As the mage swung his staff, Jed discarded his pointless musings.
“Let’s go.”
Leodelt gave a brief command after confirming the bedroom engulfed in flames in an instant.
The mage raised his staff, and all three were swallowed by the teleportation circle.
In the flames that all had left behind, a jewelry box tumbled down from the bed.
The fire began to climb the walls and surge toward the ceiling.
****
Thud. Sharti limply dropped her basket and trembled.
“Why, why…….”
It was still raining — how could a wildfire this large break out?
“……Could it be—.”
At the thought that the assassins from five days ago might have deliberately started the wildfire, Sharti’s face went pale.

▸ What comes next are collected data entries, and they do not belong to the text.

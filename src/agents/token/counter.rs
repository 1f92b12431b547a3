//! Token estimation

use crate::agents::llm::TokenUsage;

/// Approximate token counter used when the upstream reports no usage
#[derive(Debug, Clone, Copy)]
pub struct TokenCounter {
    /// Approximate chars per token
    chars_per_token: f32,
}

impl TokenCounter {
    pub fn new() -> Self {
        Self {
            chars_per_token: 4.0,
        }
    }

    /// Count tokens in text (approximate)
    pub fn count(&self, text: &str) -> u64 {
        (text.chars().count() as f32 / self.chars_per_token).ceil() as u64
    }

    /// Usage for one turn: the upstream's figures when reported, otherwise
    /// an estimate over the prompt and the produced text.
    pub fn usage_for(
        &self,
        reported: Option<TokenUsage>,
        prompt: &str,
        completion: &str,
    ) -> TokenUsage {
        match reported {
            Some(usage) if usage.total_tokens > 0 => usage,
            _ => TokenUsage::new(self.count(prompt), self.count(completion)),
        }
    }
}

impl Default for TokenCounter {
    fn default() -> Self {
        Self::new()
    }
}

#[cfg(test)]
mod tests {
    use super::*;

    #[test]
    fn test_count_rounds_up() {
        let counter = TokenCounter::new();
        assert_eq!(counter.count(""), 0);
        assert_eq!(counter.count("abc"), 1);
        assert_eq!(counter.count("abcdefgh"), 2);
        assert_eq!(counter.count("abcdefghi"), 3);
    }

    #[test]
    fn test_count_uses_chars_not_bytes() {
        let counter = TokenCounter::new();
        assert_eq!(counter.count("ééééé"), 2);
    }

    #[test]
    fn test_reported_usage_wins() {
        let counter = TokenCounter::new();
        let usage = counter.usage_for(Some(TokenUsage::new(10, 5)), "x", "y");
        assert_eq!(usage.total_tokens, 15);
    }

    #[test]
    fn test_estimate_when_not_reported() {
        let counter = TokenCounter::new();
        let usage = counter.usage_for(None, "abcdefgh", "ab");
        assert_eq!(usage.prompt_tokens, 2);
        assert_eq!(usage.completion_tokens, 1);
        assert_eq!(usage.total_tokens, 3);

        // Zero reported usage is treated as missing
        let usage = counter.usage_for(Some(TokenUsage::new(0, 0)), "abcd", "");
        assert_eq!(usage.total_tokens, 1);
    }
}
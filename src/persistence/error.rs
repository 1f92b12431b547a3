//! Persistence layer error types

use thiserror::Error;

/// Errors that can occur in the persistence layer
#[derive(Debug, Error)]
pub enum PersistenceError {
    /// Database connection error
    #[error("Database connection error: {0}")]
    Connection(String),

    /// Migration error
    #[error("Migration error: {0}")]
    Migration(String),

    /// A stored column could not be mapped back to its domain type
    #[error("Corrupt {column} value: {reason}")]
    Decode { column: String, reason: String },

    /// Database error from SQLx
    #[error("Database error: {0}")]
    Database(#[from] sqlx::Error),

    /// JSON error
    #[error("JSON error: {0}")]
    Json(#[from] serde_json::Error),
}

impl PersistenceError {
    pub fn decode(column: &str, reason: impl std::fmt::Display) -> Self {
        Self::Decode {
            column: column.to_string(),
            reason: reason.to_string(),
        }
    }
}
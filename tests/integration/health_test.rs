use super::common;

use common::test_server::TestServer;

#[tokio::test]
async fn test_health_endpoint() {
    let server = TestServer::new().await;
    let client = reqwest::Client::new();

    let response = client
        .get(server.url("/health"))
        .send()
        .await
        .unwrap();

    assert_eq!(response.status(), 200);

    let body: serde_json::Value = response.json().await.unwrap();
    assert_eq!(body["status"], "healthy");
    assert!(body["uptime_seconds"].is_number());
    assert!(body["version"].is_string());
}

#[tokio::test]
async fn test_health_ready_endpoint() {
    let server = TestServer::new().await;
    let client = reqwest::Client::new();

    let response = client
        .get(server.url("/health/ready"))
        .send()
        .await
        .unwrap();

    assert_eq!(response.status(), 200);

    let body: serde_json::Value = response.json().await.unwrap();
    assert_eq!(body["status"], "ready");
}

#[tokio::test]
async fn test_health_reports_database() {
    let server = TestServer::with_database().await;
    let client = reqwest::Client::new();

    let body: serde_json::Value = client
        .get(server.url("/health"))
        .send()
        .await
        .unwrap()
        .json()
        .await
        .unwrap();
    assert_eq!(body["checks"]["database"], "ok");

    let response = client
        .get(server.url("/health/ready"))
        .send()
        .await
        .unwrap();
    assert_eq!(response.status(), 200);
}

#[tokio::test]
async fn test_health_live_endpoint() {
    let server = TestServer::new().await;
    let client = reqwest::Client::new();

    let response = client
        .get(server.url("/health/live"))
        .send()
        .await
        .unwrap();

    assert_eq!(response.status(), 200);

    let body: serde_json::Value = response.json().await.unwrap();
    assert_eq!(body["status"], "alive");
}

#[tokio::test]
async fn test_metrics_endpoint() {
    let server = TestServer::new().await;
    let client = reqwest::Client::new();

    let response = client
        .get(server.url("/metrics"))
        .send()
        .await
        .unwrap();

    assert_eq!(response.status(), 200);

    let body = response.text().await.unwrap();
    // Should contain Prometheus metrics
    assert!(body.contains("stratum_sessions_active"));
}
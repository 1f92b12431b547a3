use futures::{SinkExt, StreamExt};
use serde_json::Value;
use std::time::Duration;
use tokio::net::TcpStream;
use tokio_tungstenite::tungstenite::client::IntoClientRequest;
use tokio_tungstenite::tungstenite::http::{header, HeaderValue};
use tokio_tungstenite::tungstenite::Message;
use tokio_tungstenite::{MaybeTlsStream, WebSocketStream};

const RECV_TIMEOUT: Duration = Duration::from_secs(5);

/// How the client presents its token
pub enum Credentials<'a> {
    None,
    Query(&'a str),
    Header(&'a str),
    Subprotocol(&'a str),
}

pub struct WsClient {
    stream: WebSocketStream<MaybeTlsStream<TcpStream>>,
    last_seq: u64,
}

impl WsClient {
    pub async fn connect(url: &str, credentials: Credentials<'_>) -> Self {
        let url = match credentials {
            Credentials::Query(token) => format!("{}?token={}", url, token),
            _ => url.to_string(),
        };
        let mut request = url.as_str().into_client_request().unwrap();
        match credentials {
            Credentials::Header(token) => {
                request.headers_mut().insert(
                    header::AUTHORIZATION,
                    HeaderValue::from_str(&format!("Bearer {}", token)).unwrap(),
                );
            }
            Credentials::Subprotocol(token) => {
                request.headers_mut().insert(
                    header::SEC_WEBSOCKET_PROTOCOL,
                    HeaderValue::from_str(&format!("bearer, {}", token)).unwrap(),
                );
            }
            _ => {}
        }

        let (stream, _) = tokio_tungstenite::connect_async(request).await.unwrap();
        Self { stream, last_seq: 0 }
    }

    pub async fn send(&mut self, value: Value) {
        self.send_raw(&value.to_string()).await;
    }

    pub async fn send_raw(&mut self, text: &str) {
        self.stream
            .send(Message::Text(text.to_string()))
            .await
            .unwrap();
    }

    /// Next event; asserts `seq` keeps increasing across the connection
    pub async fn next_event(&mut self) -> Value {
        loop {
            let message = tokio::time::timeout(RECV_TIMEOUT, self.stream.next())
                .await
                .expect("timed out waiting for an event")
                .expect("connection ended")
                .unwrap();
            match message {
                Message::Text(text) => {
                    let event: Value = serde_json::from_str(&text).unwrap();
                    let seq = event["seq"].as_u64().unwrap();
                    assert!(seq > self.last_seq, "seq went from {} to {}", self.last_seq, seq);
                    self.last_seq = seq;
                    return event;
                }
                Message::Close(frame) => panic!("unexpected close: {:?}", frame),
                _ => continue,
            }
        }
    }

    /// Skips events until one of the given type arrives
    pub async fn next_of_type(&mut self, event_type: &str) -> Value {
        loop {
            let event = self.next_event().await;
            if event["type"] == event_type {
                return event;
            }
        }
    }

    /// Waits for the server's close frame
    pub async fn expect_close(&mut self) -> (u16, String) {
        loop {
            let message = tokio::time::timeout(RECV_TIMEOUT, self.stream.next())
                .await
                .expect("timed out waiting for close")
                .expect("connection ended without a close frame")
                .unwrap();
            match message {
                Message::Close(Some(frame)) => return (frame.code.into(), frame.reason.to_string()),
                Message::Close(None) => panic!("close frame without a code"),
                Message::Text(text) => panic!("expected close, got {}", text),
                _ => continue,
            }
        }
    }

    pub async fn close(mut self) {
        let _ = self.stream.close(None).await;
    }
}
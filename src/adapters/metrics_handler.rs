use prometheus::{
    Counter, CounterVec, Encoder, Gauge, Histogram, HistogramOpts, Opts, Registry, TextEncoder,
};
use std::sync::Arc;

pub struct MetricsCollector {
    registry: Registry,

    // Session metrics
    pub sessions_active: Gauge,
    pub connections_rejected: CounterVec,

    // Generation metrics
    pub generations_total: CounterVec,
    pub generation_duration: Histogram,
    pub stream_events: CounterVec,
    pub upstream_parse_errors: Counter,

    // Quota and hierarchy metrics
    pub quota_rejections: CounterVec,
    pub delegations: CounterVec,
    pub persistence_failures: Counter,
}

impl MetricsCollector {
    pub fn new() -> anyhow::Result<Self> {
        let registry = Registry::new();

        // Session metrics
        let sessions_active = Gauge::new(
            "stratum_sessions_active",
            "Number of currently open execution sessions",
        )?;
        registry.register(Box::new(sessions_active.clone()))?;

        let connections_rejected = CounterVec::new(
            Opts::new(
                "stratum_connections_rejected_total",
                "Connections closed by the connection gate",
            ),
            &["reason"],
        )?;
        registry.register(Box::new(connections_rejected.clone()))?;

        // Generation metrics
        let generations_total = CounterVec::new(
            Opts::new("stratum_generations_total", "Finished generation turns"),
            &["outcome"],
        )?;
        registry.register(Box::new(generations_total.clone()))?;

        let generation_duration = Histogram::with_opts(HistogramOpts::new(
            "stratum_generation_duration_seconds",
            "Wall time from opening a generation to its terminal event",
        ))?;
        registry.register(Box::new(generation_duration.clone()))?;

        let stream_events = CounterVec::new(
            Opts::new("stratum_stream_events_total", "Stream events relayed to clients"),
            &["kind"],
        )?;
        registry.register(Box::new(stream_events.clone()))?;

        let upstream_parse_errors = Counter::new(
            "stratum_upstream_parse_errors_total",
            "Upstream lines skipped because they could not be parsed",
        )?;
        registry.register(Box::new(upstream_parse_errors.clone()))?;

        // Quota and hierarchy metrics
        let quota_rejections = CounterVec::new(
            Opts::new("stratum_quota_rejections_total", "Messages rejected by the quota gate"),
            &["limit"],
        )?;
        registry.register(Box::new(quota_rejections.clone()))?;

        let delegations = CounterVec::new(
            Opts::new("stratum_delegations_total", "Delegation attempts"),
            &["result"],
        )?;
        registry.register(Box::new(delegations.clone()))?;

        let persistence_failures = Counter::new(
            "stratum_persistence_failures_total",
            "Turn records that could not be persisted",
        )?;
        registry.register(Box::new(persistence_failures.clone()))?;

        Ok(Self {
            registry,
            sessions_active,
            connections_rejected,
            generations_total,
            generation_duration,
            stream_events,
            upstream_parse_errors,
            quota_rejections,
            delegations,
            persistence_failures,
        })
    }

    pub fn encode(&self) -> anyhow::Result<String> {
        let encoder = TextEncoder::new();
        let metric_families = self.registry.gather();
        let mut buffer = Vec::new();
        encoder.encode(&metric_families, &mut buffer)?;
        Ok(String::from_utf8(buffer)?)
    }
}

pub struct MetricsHandler {
    collector: Arc<MetricsCollector>,
}

impl MetricsHandler {
    pub fn new(collector: Arc<MetricsCollector>) -> Self {
        Self { collector }
    }

    pub async fn metrics(&self) -> String {
        self.collector.encode().unwrap_or_else(|e| {
            tracing::error!("Failed to encode metrics: {}", e);
            String::from("# Error encoding metrics\n")
        })
    }
}
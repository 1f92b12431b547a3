//! Delegation between agent instances

use chrono::Utc;
use serde::Deserialize;
use serde_json::{json, Value};

use super::HierarchyRouter;
use crate::agents::domain::{
    AgentInstance, AgentMessage, AgentRole, AgentStatus, MessageType, OpenTask, Participant,
    PendingDelegation,
};
use crate::agents::error::DelegationError;

/// Arguments of a `delegate` tool call
#[derive(Debug, Clone, Deserialize)]
pub struct DelegationRequest {
    pub role: String,
    pub task: String,
    #[serde(default = "default_requires_response")]
    pub requires_response: bool,
}

fn default_requires_response() -> bool {
    true
}

impl DelegationRequest {
    pub fn from_arguments(arguments: &Value) -> Result<Self, DelegationError> {
        let request: DelegationRequest = serde_json::from_value(arguments.clone())
            .map_err(|e| DelegationError::InvalidArguments(e.to_string()))?;
        if request.task.trim().is_empty() {
            return Err(DelegationError::InvalidArguments("task must not be empty".to_string()));
        }
        Ok(request)
    }
}

/// An accepted hand-off
#[derive(Debug, Clone)]
pub struct Delegation {
    pub message: AgentMessage,
    pub target_instance_id: String,
    pub target_role: AgentRole,
}

/// A task handed back to its delegator
#[derive(Debug, Clone)]
pub struct TaskCompletion {
    pub status_message: AgentMessage,
    /// Id of the task_assignment message that is now answered
    pub answered_message_id: String,
    pub delegator_role: AgentRole,
    pub summary: String,
}

impl HierarchyRouter {
    /// Hands a task from `delegator` to the project's instance of the
    /// requested role.
    ///
    /// The target role must be in the delegator's `can_hire` set and sit at a
    /// strictly greater hierarchy level. The delegator is updated in place;
    /// the caller saves it. The target is saved here.
    pub async fn delegate(
        &self,
        delegator: &mut AgentInstance,
        request: &DelegationRequest,
    ) -> Result<Delegation, DelegationError> {
        let to_role: AgentRole = request
            .role
            .parse()
            .map_err(|_| DelegationError::UnknownRole(request.role.clone()))?;

        let from_spec = self
            .catalog
            .get(delegator.role)
            .ok_or_else(|| DelegationError::UnknownRole(delegator.role.to_string()))?;
        let to_spec = self
            .catalog
            .get(to_role)
            .ok_or_else(|| DelegationError::UnknownRole(request.role.clone()))?;

        if !from_spec.can_hire.contains(&to_role) {
            return Err(DelegationError::NotHireable {
                from: delegator.role,
                to: to_role,
            });
        }
        if to_spec.hierarchy_level <= from_spec.hierarchy_level {
            return Err(DelegationError::LevelViolation {
                from: delegator.role,
                from_level: from_spec.hierarchy_level,
                to: to_role,
                to_level: to_spec.hierarchy_level,
            });
        }

        let mut target = self
            .instances
            .provision(&delegator.project_id, to_role)
            .await?;
        if target.has_open_task() {
            return Err(DelegationError::TargetBusy(to_role));
        }

        let message = AgentMessage::new(
            delegator.project_id.clone(),
            Participant::agent(delegator.id.clone(), delegator.role),
            Participant::agent(target.id.clone(), to_role),
            MessageType::TaskAssignment,
            json!({ "task": request.task }),
            request.requires_response,
        );

        let now = Utc::now();
        target.working_memory.open_task = Some(OpenTask {
            message_id: message.id.clone(),
            from_instance: delegator.id.clone(),
            from_role: delegator.role,
            description: request.task.clone(),
            requires_response: request.requires_response,
            assigned_at: now,
        });
        target.updated_at = now;
        self.instances.save(&target).await?;

        if request.requires_response {
            delegator.working_memory.awaiting.push(PendingDelegation {
                message_id: message.id.clone(),
                to_instance: target.id.clone(),
                to_role,
                task: request.task.clone(),
                delegated_at: now,
            });
        }

        tracing::info!(
            project_id = %delegator.project_id,
            from = %delegator.role,
            to = %to_role,
            message_id = %message.id,
            "Delegation accepted"
        );

        Ok(Delegation {
            message,
            target_instance_id: target.id,
            target_role: to_role,
        })
    }

    /// Closes the open task of `instance` and reports back to its delegator.
    ///
    /// The delegator's pending entry is removed and, if it was only waiting
    /// on delegates, it returns to idle once nothing is left pending.
    pub async fn complete_task(
        &self,
        instance: &mut AgentInstance,
        summary: &str,
    ) -> Result<TaskCompletion, DelegationError> {
        let task = instance
            .working_memory
            .open_task
            .take()
            .ok_or(DelegationError::NoOpenTask(instance.role))?;

        if let Some(mut delegator) = self.instances.get(&task.from_instance).await? {
            if delegator.working_memory.resolve_pending(&task.message_id).is_some()
                && delegator.working_memory.awaiting.is_empty()
                && delegator.status == AgentStatus::WaitingInput
            {
                delegator
                    .transition(AgentStatus::Idle)
                    .map_err(|e| DelegationError::Store(e.to_string()))?;
            }
            self.instances.save(&delegator).await?;
        } else {
            tracing::warn!(
                instance_id = %task.from_instance,
                "Delegator of completed task no longer exists"
            );
        }

        let status_message = AgentMessage::new(
            instance.project_id.clone(),
            Participant::agent(instance.id.clone(), instance.role),
            Participant::agent(task.from_instance.clone(), task.from_role),
            MessageType::StatusUpdate,
            json!({
                "task_message_id": task.message_id,
                "summary": summary,
            }),
            false,
        );

        Ok(TaskCompletion {
            status_message,
            answered_message_id: task.message_id,
            delegator_role: task.from_role,
            summary: summary.to_string(),
        })
    }
}

#[cfg(test)]
mod tests {
    use super::*;
    use crate::adapters::memory_store::InMemoryInstanceStore;
    use crate::agents::catalog::AgentCatalog;
    use crate::agents::domain::AgentTypeSpec;
    use crate::domain::InstancePort;
    use std::sync::Arc;

    fn two_level_router() -> (HierarchyRouter, Arc<InMemoryInstanceStore>) {
        let catalog = AgentCatalog::from_specs([
            AgentTypeSpec::new(AgentRole::Orchestrator, 0).with_hires([AgentRole::BackendLead]),
            AgentTypeSpec::new(AgentRole::BackendLead, 1).with_hires([AgentRole::Orchestrator]),
            AgentTypeSpec::new(AgentRole::Architect, 1),
        ]);
        let store = Arc::new(InMemoryInstanceStore::new());
        (HierarchyRouter::new(Arc::new(catalog), store.clone()), store)
    }

    fn request(role: &str) -> DelegationRequest {
        DelegationRequest {
            role: role.to_string(),
            task: "design the API".to_string(),
            requires_response: true,
        }
    }

    #[tokio::test]
    async fn test_delegation_to_hireable_lower_role_succeeds() {
        let (router, store) = two_level_router();
        let mut orchestrator = store.provision("p1", AgentRole::Orchestrator).await.unwrap();

        let delegation = router
            .delegate(&mut orchestrator, &request("backend_lead"))
            .await
            .unwrap();

        assert_eq!(delegation.target_role, AgentRole::BackendLead);
        assert_eq!(delegation.message.message_type, MessageType::TaskAssignment);
        assert!(delegation.message.requires_response);
        assert_eq!(orchestrator.working_memory.awaiting.len(), 1);

        let lead = store.get(&delegation.target_instance_id).await.unwrap().unwrap();
        let task = lead.working_memory.open_task.unwrap();
        assert_eq!(task.message_id, delegation.message.id);
        assert_eq!(task.from_role, AgentRole::Orchestrator);
    }

    #[tokio::test]
    async fn test_delegation_outside_can_hire_is_rejected() {
        let (router, store) = two_level_router();
        let mut orchestrator = store.provision("p1", AgentRole::Orchestrator).await.unwrap();

        let err = router
            .delegate(&mut orchestrator, &request("architect"))
            .await
            .unwrap_err();
        assert!(matches!(
            err,
            DelegationError::NotHireable {
                from: AgentRole::Orchestrator,
                to: AgentRole::Architect
            }
        ));
        assert!(orchestrator.working_memory.awaiting.is_empty());
        assert!(store.list("p1").await.unwrap().iter().all(|i| i.role != AgentRole::Architect));
    }

    #[tokio::test]
    async fn test_delegation_upward_is_rejected_even_if_listed() {
        let (router, store) = two_level_router();
        let mut lead = store.provision("p1", AgentRole::BackendLead).await.unwrap();

        let err = router.delegate(&mut lead, &request("orchestrator")).await.unwrap_err();
        assert!(matches!(err, DelegationError::LevelViolation { from_level: 1, to_level: 0, .. }));
    }

    #[tokio::test]
    async fn test_unknown_role_is_rejected() {
        let (router, store) = two_level_router();
        let mut orchestrator = store.provision("p1", AgentRole::Orchestrator).await.unwrap();
        let err = router.delegate(&mut orchestrator, &request("intern")).await.unwrap_err();
        assert!(matches!(err, DelegationError::UnknownRole(_)));
    }

    #[tokio::test]
    async fn test_busy_target_is_rejected() {
        let (router, store) = two_level_router();
        let mut orchestrator = store.provision("p1", AgentRole::Orchestrator).await.unwrap();
        router.delegate(&mut orchestrator, &request("backend_lead")).await.unwrap();

        let err = router
            .delegate(&mut orchestrator, &request("backend_lead"))
            .await
            .unwrap_err();
        assert!(matches!(err, DelegationError::TargetBusy(AgentRole::BackendLead)));
        assert_eq!(orchestrator.working_memory.awaiting.len(), 1);
    }

    #[tokio::test]
    async fn test_complete_task_reports_to_delegator() {
        let (router, store) = two_level_router();
        let mut orchestrator = store.provision("p1", AgentRole::Orchestrator).await.unwrap();
        orchestrator.transition(AgentStatus::Working).unwrap();
        let delegation = router
            .delegate(&mut orchestrator, &request("backend_lead"))
            .await
            .unwrap();
        orchestrator.transition(AgentStatus::WaitingInput).unwrap();
        store.save(&orchestrator).await.unwrap();

        let mut lead = store.get(&delegation.target_instance_id).await.unwrap().unwrap();
        let completion = router.complete_task(&mut lead, "API drafted").await.unwrap();

        assert_eq!(completion.answered_message_id, delegation.message.id);
        assert_eq!(completion.delegator_role, AgentRole::Orchestrator);
        assert_eq!(completion.status_message.message_type, MessageType::StatusUpdate);
        assert!(lead.working_memory.open_task.is_none());

        let orchestrator = store.get(&orchestrator.id).await.unwrap().unwrap();
        assert!(orchestrator.working_memory.awaiting.is_empty());
        assert_eq!(orchestrator.status, AgentStatus::Idle);
    }

    #[tokio::test]
    async fn test_complete_without_open_task() {
        let (router, store) = two_level_router();
        let mut lead = store.provision("p1", AgentRole::BackendLead).await.unwrap();
        let err = router.complete_task(&mut lead, "nothing").await.unwrap_err();
        assert!(matches!(err, DelegationError::NoOpenTask(AgentRole::BackendLead)));
    }

    #[test]
    fn test_request_from_arguments() {
        let request = DelegationRequest::from_arguments(&json!({
            "role": "backend_lead",
            "task": "build it"
        }))
        .unwrap();
        assert!(request.requires_response);

        assert!(DelegationRequest::from_arguments(&json!({"role": "backend_lead"})).is_err());
        assert!(DelegationRequest::from_arguments(&json!({"role": "x", "task": "  "})).is_err());
    }
}
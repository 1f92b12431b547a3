//! Agent runtime
//!
//! ## Architecture
//!
//! - `domain/` - Core types (AgentInstance, AgentMessage, AgentAction)
//! - `catalog` - Agent types by role
//! - `hierarchy/` - Routing of inbound messages and delegation
//! - `llm/` - Streaming upstream generation
//! - `prompt` - Per-turn prompt rendering
//! - `token` - Token estimation

pub mod catalog;
pub mod domain;
pub mod error;
pub mod hierarchy;
pub mod llm;
pub mod prompt;
pub mod token;

pub use catalog::AgentCatalog;
pub use domain::*;
pub use error::*;
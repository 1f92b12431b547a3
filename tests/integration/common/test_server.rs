use jsonwebtoken::{encode, EncodingKey, Header};
use serde_json::json;
use std::net::SocketAddr;
use stratum::config::{ProjectConfig, Settings, SubscriptionConfig};
use stratum::persistence::PersistenceConfig;
use stratum::{create_app, AppContext};

use super::upstream::ScriptedUpstream;

pub const SECRET: &str = "integration-secret";

pub struct TestServer {
    pub addr: SocketAddr,
    pub base_url: String,
    pub upstream: ScriptedUpstream,
    pub ctx: AppContext,
}

fn project(id: &str, owner_id: &str) -> ProjectConfig {
    ProjectConfig {
        id: id.to_string(),
        owner_id: owner_id.to_string(),
        name: None,
    }
}

impl TestServer {
    /// In-memory stores. alice owns p1, bob owns p2, carol owns p3 and may
    /// send one message per day.
    pub async fn new() -> Self {
        Self::with_settings(|_| {}).await
    }

    /// Same accounts, persisted in an in-memory SQLite database
    pub async fn with_database() -> Self {
        Self::with_settings(|settings| {
            settings.database = Some(PersistenceConfig {
                url: "sqlite::memory:".to_string(),
                ..PersistenceConfig::default()
            });
        })
        .await
    }

    pub async fn with_settings(configure: impl FnOnce(&mut Settings)) -> Self {
        let (upstream, upstream_url) = ScriptedUpstream::start().await;

        let mut settings = Settings::default();
        settings.server.port = 0; // Random port
        settings.auth.jwt_secret = Some(SECRET.to_string());
        settings.upstream.base_url = upstream_url;
        settings.upstream.request_timeout_secs = 30;
        settings.projects = vec![project("p1", "alice"), project("p2", "bob"), project("p3", "carol")];
        settings.subscriptions = vec![SubscriptionConfig {
            user_id: "carol".to_string(),
            max_actions_per_day: 1,
            max_tokens_per_day: -1,
        }];
        configure(&mut settings);

        let ctx = AppContext::from_settings(&settings).await.unwrap();
        let app = create_app(&ctx);

        // Start server on random port
        let listener = tokio::net::TcpListener::bind("127.0.0.1:0").await.unwrap();
        let addr = listener.local_addr().unwrap();
        let base_url = format!("http://{}", addr);

        tokio::spawn(async move {
            axum::serve(listener, app).await.unwrap();
        });

        TestServer {
            addr,
            base_url,
            upstream,
            ctx,
        }
    }

    pub fn url(&self, path: &str) -> String {
        format!("{}{}", self.base_url, path)
    }

    pub fn ws_url(&self, project_id: &str) -> String {
        format!("ws://{}/ws/projects/{}", self.addr, project_id)
    }
}

fn token_expiring_in(user_id: &str, secs: i64) -> String {
    let claims = json!({
        "sub": user_id,
        "exp": chrono::Utc::now().timestamp() + secs,
    });
    encode(
        &Header::default(),
        &claims,
        &EncodingKey::from_secret(SECRET.as_bytes()),
    )
    .unwrap()
}

pub fn token_for(user_id: &str) -> String {
    token_expiring_in(user_id, 3600)
}

pub fn expired_token_for(user_id: &str) -> String {
    token_expiring_in(user_id, -3600)
}
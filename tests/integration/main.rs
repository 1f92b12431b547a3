mod common;

mod delegation_test;
mod gate_test;
mod health_test;
mod quota_test;
mod session_test;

She somehow forced her shaking legs to move.
Averting her eyes from the fire as much as possible, Sharti desperately descended the mountain, and at that spot she crumpled and collapsed to the ground.
“…….”
The small log cabin — the house that was soon to become their newlywed home — was engulfed in flames.
Crash! Watching the house cave in and collapse, Sharti moved her lips in a daze.
“In, inside……. Inside, inside there’s a person, Ren is in there……. Save, I have to save him…….”
Sharti was in her right mind.
She had lost her presence of mind, and she was shaking as though she might convulse at any moment, but her eyes alone were not clouded.
“I, I have to save him.”
Sharti took one step forward.
Before the inferno that had grown massive enough to devour her at any moment, Sharti stepped one step further.
After that, even she couldn’t remember.
“Ren!!”
“Reeeen—!!!”
“Ren!!!”
“Ren! Ren!!!”
“Ren……!!”
All she could tell was that, along with the familiar pain of her throat burning raw, her voice was splitting apart pathetically.